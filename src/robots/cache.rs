//! Per-host robots.txt policies for one crawl run

use std::collections::HashMap;
use std::sync::Arc;

use url::Url;

use super::RobotsPolicy;
use crate::crawler::fetcher::Fetcher;

/// Policies keyed by host (and explicit port), fetched once per run
///
/// http and https share an entry because the fetcher downgrades anyway.
#[derive(Debug, Default)]
pub struct RobotsCache {
    policies: HashMap<String, Arc<RobotsPolicy>>,
}

impl RobotsCache {
    pub fn new() -> Self {
        Self::default()
    }

    pub fn len(&self) -> usize {
        self.policies.len()
    }

    pub fn is_empty(&self) -> bool {
        self.policies.is_empty()
    }

    /// Cached policy for the URL's host, if already fetched
    pub fn get(&self, url: &Url) -> Option<Arc<RobotsPolicy>> {
        self.policies.get(&cache_key(url)?).cloned()
    }

    pub fn insert(&mut self, url: &Url, policy: RobotsPolicy) -> Arc<RobotsPolicy> {
        let policy = Arc::new(policy);
        if let Some(key) = cache_key(url) {
            self.policies.insert(key, Arc::clone(&policy));
        }
        policy
    }

    /// Returns the policy for the URL's host, fetching it on first use
    pub async fn policy_for(&mut self, url: &Url, fetcher: &Fetcher) -> Arc<RobotsPolicy> {
        if let Some(policy) = self.get(url) {
            return policy;
        }
        let policy = super::fetch_robots(url, fetcher).await;
        self.insert(url, policy)
    }
}

fn cache_key(url: &Url) -> Option<String> {
    let host = url.host_str()?.to_lowercase();
    Some(match url.port() {
        Some(port) => format!("{}:{}", host, port),
        None => host,
    })
}
pub mod batch;
pub mod cli;
pub mod error;
pub mod io;
pub mod report;
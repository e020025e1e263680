//! Collision-free output naming.
//!
//! A converted file never replaces an existing entry. The first candidate is
//! `base + ext`; after that ` (2)`, ` (3)`, ... is inserted before the
//! extension until a free name is found.

use std::ffi::OsString;
use std::fs::{self, File, OpenOptions};
use std::io::ErrorKind;
use std::path::{Path, PathBuf};

use crate::error::ConvertError;

/// An output file that has been created and is ready to be written.
#[derive(Debug)]
pub struct OutputFile {
    pub path: PathBuf,
    pub file: File,
}

/// Drop the extension of an input path, keeping its directory component.
pub fn strip_extension(path: &Path) -> PathBuf {
    path.with_extension("")
}

/// Candidate number `n` for `base`; `n < 2` is the undecorated name.
fn candidate(base: &Path, n: u64, ext: &str) -> PathBuf {
    let mut name = OsString::from(base.as_os_str());
    if n >= 2 {
        name.push(format!(" ({})", n));
    }
    name.push(ext);
    PathBuf::from(name)
}

/// Find the first candidate path with no filesystem entry behind it.
///
/// `ext` includes the leading dot. Nothing is created: in a concurrent
/// setting use [`reserve_output_path`] instead.
pub fn resolve_output_path(base: &Path, ext: &str) -> Result<PathBuf, ConvertError> {
    let mut n = 1;
    loop {
        let path = candidate(base, n, ext);
        // symlink_metadata so that a dangling link still counts as taken
        match fs::symlink_metadata(&path) {
            Ok(_) => n += 1,
            Err(e) if e.kind() == ErrorKind::NotFound => return Ok(path),
            Err(e) => return Err(ConvertError::PathCheck { path, source: e }),
        }
    }
}

/// Like [`resolve_output_path`], but claims the name with an exclusive create
/// so that two workers can never pick the same one.
pub fn reserve_output_path(base: &Path, ext: &str) -> Result<OutputFile, ConvertError> {
    let mut n = 1;
    loop {
        let path = candidate(base, n, ext);
        match OpenOptions::new().write(true).create_new(true).open(&path) {
            Ok(file) => return Ok(OutputFile { path, file }),
            Err(e) if e.kind() == ErrorKind::AlreadyExists => n += 1,
            Err(e) => return Err(ConvertError::PathCheck { path, source: e }),
        }
    }
}

/// Create the output file at a path returned by [`resolve_output_path`].
pub fn create_output(path: PathBuf) -> Result<OutputFile, ConvertError> {
    match File::create(&path) {
        Ok(file) => Ok(OutputFile { path, file }),
        Err(e) => Err(ConvertError::WriteFile { path, source: e }),
    }
}
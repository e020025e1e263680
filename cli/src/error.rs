use std::path::PathBuf;
use thiserror::Error;

use imgconv_core::ConvertError;

#[derive(Debug, Error)]
pub enum BatchError {
    #[error("{0}: no such file or directory")]
    MissingRoot(PathBuf),

    #[error("cannot access {path}: {source}")]
    RootAccess {
        path: PathBuf,
        source: std::io::Error,
    },

    #[error("directory walk error: {0}")]
    WalkDir(#[from] walkdir::Error),

    #[error("{path}: {source}")]
    File {
        path: PathBuf,
        source: ConvertError,
    },
}
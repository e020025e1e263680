use std::path::PathBuf;
use thiserror::Error;

#[derive(Debug, Error)]
pub enum ConvertError {
    #[error("unsupported format: {0}")]
    UnsupportedFormat(String),

    #[error("failed to decode image: {0}")]
    Decode(String),

    #[error("encoding failed: {0}")]
    Encode(String),

    /// Read or write failure on a bare stream, before a path is attached.
    #[error("I/O error: {0}")]
    Io(#[from] std::io::Error),

    /// The existence check for a candidate output path failed with something
    /// other than "not found", so the path may or may not be free.
    #[error("cannot check output path {path}: {source}")]
    PathCheck {
        path: PathBuf,
        source: std::io::Error,
    },

    #[error("failed to read file {path}: {source}")]
    ReadFile {
        path: PathBuf,
        source: std::io::Error,
    },

    #[error("failed to write file {path}: {source}")]
    WriteFile {
        path: PathBuf,
        source: std::io::Error,
    },
}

^^^^

• **PROBLEM TO WORK ON**
Each line above that includes "from" should be shown.

• **ANSWER TO THIS EXERCISE**
    let mut name = OsString::from(base.as_os_str());
    PathBuf::from(name)
    WalkDir(#[from] walkdir::Error),
    Io(#[from] std::io::Error),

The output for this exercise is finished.